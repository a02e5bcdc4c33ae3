use serde::Deserialize;
use serde_json::Value;

/// JFrog Pipelines definition file, reduced to the executed command lists.
#[derive(Debug, Clone, Default, Deserialize)]
pub struct JfrogPipelineFile {
    #[serde(default)]
    pub pipelines: Vec<JfrogPipeline>,
}

#[derive(Debug, Clone, Default, Deserialize)]
pub struct JfrogPipeline {
    #[serde(default)]
    pub steps: Vec<JfrogStep>,
}

#[derive(Debug, Clone, Default, Deserialize)]
pub struct JfrogStep {
    #[serde(default)]
    pub execution: JfrogExecution,
}

#[derive(Debug, Clone, Default, Deserialize)]
pub struct JfrogExecution {
    #[serde(rename = "onExecute", default)]
    pub on_execute: Vec<String>,
}

impl JfrogPipelineFile {
    pub fn from_content(content: &Value) -> Result<JfrogPipelineFile, serde_json::Error> {
        serde_json::from_value(content.clone())
    }

    /// Every `onExecute` command across all pipelines and steps.
    pub fn execution_commands(&self) -> impl Iterator<Item = &str> {
        self.pipelines
            .iter()
            .flat_map(|p| p.steps.iter())
            .flat_map(|s| s.execution.on_execute.iter())
            .map(String::as_str)
    }
}
use thiserror::Error;

/// Error taxonomy for a scan run.
///
/// Variants that are fatal to the whole run abort it (`NoData`,
/// `TokenDecode`, config-store I/O). Per-rule failures (`InvalidRule`,
/// `SchemaCompile`, `MissingDetector`) skip only the offending rule; the run
/// continues and surfaces them next to the results. Per-file parse failures
/// never become a `ScanError` at all — they are collected as warnings.
#[derive(Debug, Error)]
pub enum ScanError {
    #[error(
        "missing repository data. Fetch repositories with a connector first, \
         or pass a local directory: 'pipewarden validate <PATH>'"
    )]
    NoData,

    #[error("rule {name} is invalid: {reason}")]
    InvalidRule { name: String, reason: String },

    #[error("error validating schema in {scm} for rule {name}: {reason}")]
    SchemaCompile {
        name: String,
        scm: String,
        reason: String,
    },

    #[error("missing detector implementation for rule {0}")]
    MissingDetector(u32),

    #[error(
        "error decoding token. Run 'pipewarden config clear token' to clear \
         the existing token and generate a new one at {url}"
    )]
    TokenDecode { url: String },

    #[error("failed to read rule file {path}: {source}")]
    RuleIo {
        path: String,
        #[source]
        source: std::io::Error,
    },

    #[error("config store error: {0}")]
    Config(String),
}

impl ScanError {
    /// Whether this error aborts the whole run rather than a single rule.
    pub fn is_fatal(&self) -> bool {
        matches!(
            self,
            ScanError::NoData | ScanError::TokenDecode { .. } | ScanError::Config(_)
        )
    }
}
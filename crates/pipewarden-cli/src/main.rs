mod display;

use anyhow::Result;
use clap::{Parser, Subcommand};
use colored::Colorize;
use pipewarden_core::{
    resolve_selection, ConfigStore, LocalConnector, RuleCatalog, ScanContext, ScanOutcome,
};
use std::path::PathBuf;
use std::process::ExitCode;

#[derive(Parser)]
#[command(
    name = "pipewarden",
    version,
    about = "Pipewarden — CI/CD pipeline compliance scanner",
    long_about = "Scan GitHub Actions, GitLab CI and JFrog pipeline definitions \
                  against a catalog of compliance rules."
)]
struct Cli {
    #[command(subcommand)]
    command: Commands,
}

#[derive(Subcommand)]
enum Commands {
    /// Validate pipelines against the compliance rule catalog
    Validate {
        /// Local directory to scan instead of previously fetched snapshots
        path: Option<PathBuf>,

        /// Output format (pretty, csv)
        #[arg(short, long, default_value = "pretty")]
        output: String,

        /// Run default rules only, ignoring any stored entitlement token
        #[arg(long)]
        ignore_token: bool,
    },

    /// Read or write persistent configuration
    Config {
        #[command(subcommand)]
        command: ConfigCommands,
    },
}

#[derive(Subcommand)]
enum ConfigCommands {
    /// Store a configuration value (e.g. the entitlement token)
    Set { key: String, value: String },
    /// Print a configuration value
    Get { key: String },
    /// Remove a configuration value
    Clear { key: String },
}

fn main() -> ExitCode {
    let cli = Cli::parse();
    match run(cli) {
        Ok(violations_found) => {
            if violations_found {
                ExitCode::from(1)
            } else {
                ExitCode::SUCCESS
            }
        }
        Err(e) => {
            eprintln!("{} {e:#}", "error:".red().bold());
            ExitCode::from(2)
        }
    }
}

fn run(cli: Cli) -> Result<bool> {
    match cli.command {
        Commands::Validate {
            path,
            output,
            ignore_token,
        } => cmd_validate(path, &output, ignore_token),
        Commands::Config { command } => {
            cmd_config(command)?;
            Ok(false)
        }
    }
}

fn cmd_validate(path: Option<PathBuf>, output: &str, ignore_token: bool) -> Result<bool> {
    let store = ConfigStore::new()?;
    let catalog = RuleCatalog::new(store.clone());
    catalog.sync_defaults()?;
    let selection = resolve_selection(&store, ignore_token)?;

    let context = match path {
        Some(path) => {
            let data = LocalConnector::new(path)?.collect()?;
            ScanContext::from_local(data, catalog, selection)
        }
        None => ScanContext::from_snapshots(&store, catalog, selection)?,
    };

    let outcome = context.run()?;
    render(&outcome, output)?;
    Ok(outcome.violations_found())
}

fn render(outcome: &ScanOutcome, output: &str) -> Result<()> {
    match output {
        "pretty" => display::print_outcome(outcome),
        "csv" => display::print_csv(outcome)?,
        other => anyhow::bail!("unknown output format '{other}' (expected pretty or csv)"),
    }
    Ok(())
}

fn cmd_config(command: ConfigCommands) -> Result<()> {
    let store = ConfigStore::new()?;
    match command {
        ConfigCommands::Set { key, value } => store.set(&key, &value)?,
        ConfigCommands::Get { key } => match store.get(&key)? {
            Some(value) => println!("{value}"),
            None => println!("{key} is not set"),
        },
        ConfigCommands::Clear { key } => store.clear(&key)?,
    }
    Ok(())
}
■ ■ ■ ■ ■ ■ ■
TASK GOAL => Make a verbatim copy of every entry shown above.

TASK ANSWER =>
repository a02e5bcdc4c33ae3
use serde::Deserialize;
use serde_json::Value;

/// JFrog Pipelines definition file, reduced to the executed command lists.
#[derive(Debug, Clone, Default, Deserialize)]
pub struct JfrogPipelineFile {
    #[serde(default)]
    pub pipelines: Vec<JfrogPipeline>,
}

#[derive(Debug, Clone, Default, Deserialize)]
pub struct JfrogPipeline {
    #[serde(default)]
    pub steps: Vec<JfrogStep>,
}

#[derive(Debug, Clone, Default, Deserialize)]
pub struct JfrogStep {
    #[serde(default)]
    pub execution: JfrogExecution,
}

#[derive(Debug, Clone, Default, Deserialize)]
pub struct JfrogExecution {
    #[serde(rename = "onExecute", default)]
    pub on_execute: Vec<String>,
}

impl JfrogPipelineFile {
    pub fn from_content(content: &Value) -> Result<JfrogPipelineFile, serde_json::Error> {
        serde_json::from_value(content.clone())
    }

    /// Every `onExecute` command across all pipelines and steps.
    pub fn execution_commands(&self) -> impl Iterator<Item = &str> {
        self.pipelines
            .iter()
            .flat_map(|p| p.steps.iter())
            .flat_map(|s| s.execution.on_execute.iter())
            .map(String::as_str)
    }
}
use thiserror::Error;

/// Error taxonomy for a scan run.
///
/// Variants that are fatal to the whole run abort it (`NoData`,
/// `TokenDecode`, config-store I/O). Per-rule failures (`InvalidRule`,
/// `SchemaCompile`, `MissingDetector`) skip only the offending rule; the run
/// continues and surfaces them next to the results. Per-file parse failures
/// never become a `ScanError` at all — they are collected as warnings.
#[derive(Debug, Error)]
pub enum ScanError {
    #[error(
        "missing repository data. Fetch repositories with a connector first, \
         or pass a local directory: 'pipewarden validate <PATH>'"
    )]
    NoData,

    #[error("rule {name} is invalid: {reason}")]
    InvalidRule { name: String, reason: String },

    #[error("error validating schema in {scm} for rule {name}: {reason}")]
    SchemaCompile {
        name: String,
        scm: String,
        reason: String,
    },

    #[error("missing detector implementation for rule {0}")]
    MissingDetector(u32),

    #[error(
        "error decoding token. Run 'pipewarden config clear token' to clear \
         the existing token and generate a new one at {url}"
    )]
    TokenDecode { url: String },

    #[error("failed to read rule file {path}: {source}")]
    RuleIo {
        path: String,
        #[source]
        source: std::io::Error,
    },

    #[error("config store error: {0}")]
    Config(String),
}

impl ScanError {
    /// Whether this error aborts the whole run rather than a single rule.
    pub fn is_fatal(&self) -> bool {
        matches!(
            self,
            ScanError::NoData | ScanError::TokenDecode { .. } | ScanError::Config(_)
        )
    }
}
filename crates/pipewarden-cli/src/main.rs
mod display;

use anyhow::Result;
use clap::{Parser, Subcommand};
use colored::Colorize;
use pipewarden_core::{
    resolve_selection, ConfigStore, LocalConnector, RuleCatalog, ScanContext, ScanOutcome,
};
use std::path::PathBuf;
use std::process::ExitCode;

#[derive(Parser)]
#[command(
    name = "pipewarden",
    version,
    about = "Pipewarden — CI/CD pipeline compliance scanner",
    long_about = "Scan GitHub Actions, GitLab CI and JFrog pipeline definitions \
                  against a catalog of compliance rules."
)]
struct Cli {
    #[command(subcommand)]
    command: Commands,
}

#[derive(Subcommand)]
enum Commands {
    /// Validate pipelines against the compliance rule catalog
    Validate {
        /// Local directory to scan instead of previously fetched snapshots
        path: Option<PathBuf>,

        /// Output format (pretty, csv)
        #[arg(short, long, default_value = "pretty")]
        output: String,

        /// Run default rules only, ignoring any stored entitlement token
        #[arg(long)]
        ignore_token: bool,
    },

    /// Read or write persistent configuration
    Config {
        #[command(subcommand)]
        command: ConfigCommands,
    },
}

#[derive(Subcommand)]
enum ConfigCommands {
    /// Store a configuration value (e.g. the entitlement token)
    Set { key: String, value: String },
    /// Print a configuration value
    Get { key: String },
    /// Remove a configuration value
    Clear { key: String },
}

fn main() -> ExitCode {
    let cli = Cli::parse();
    match run(cli) {
        Ok(violations_found) => {
            if violations_found {
                ExitCode::from(1)
            } else {
                ExitCode::SUCCESS
            }
        }
        Err(e) => {
            eprintln!("{} {e:#}", "error:".red().bold());
            ExitCode::from(2)
        }
    }
}

fn run(cli: Cli) -> Result<bool> {
    match cli.command {
        Commands::Validate {
            path,
            output,
            ignore_token,
        } => cmd_validate(path, &output, ignore_token),
        Commands::Config { command } => {
            cmd_config(command)?;
            Ok(false)
        }
    }
}

fn cmd_validate(path: Option<PathBuf>, output: &str, ignore_token: bool) -> Result<bool> {
    let store = ConfigStore::new()?;
    let catalog = RuleCatalog::new(store.clone());
    catalog.sync_defaults()?;
    let selection = resolve_selection(&store, ignore_token)?;

    let context = match path {
        Some(path) => {
            let data = LocalConnector::new(path)?.collect()?;
            ScanContext::from_local(data, catalog, selection)
        }
        None => ScanContext::from_snapshots(&store, catalog, selection)?,
    };

    let outcome = context.run()?;
    render(&outcome, output)?;
    Ok(outcome.violations_found())
}

fn render(outcome: &ScanOutcome, output: &str) -> Result<()> {
    match output {
        "pretty" => display::print_outcome(outcome),
        "csv" => display::print_csv(outcome)?,
        other => anyhow::bail!("unknown output format '{other}' (expected pretty or csv)"),
    }
    Ok(())
}

fn cmd_config(command: ConfigCommands) -> Result<()> {
    let store = ConfigStore::new()?;
    match command {
        ConfigCommands::Set { key, value } => store.set(&key, &value)?,
        ConfigCommands::Get { key } => match store.get(&key)? {
            Some(value) => println!("{value}"),
            None => println!("{key} is not set"),
        },
        ConfigCommands::Clear { key } => store.clear(&key)?,
    }
    Ok(())
}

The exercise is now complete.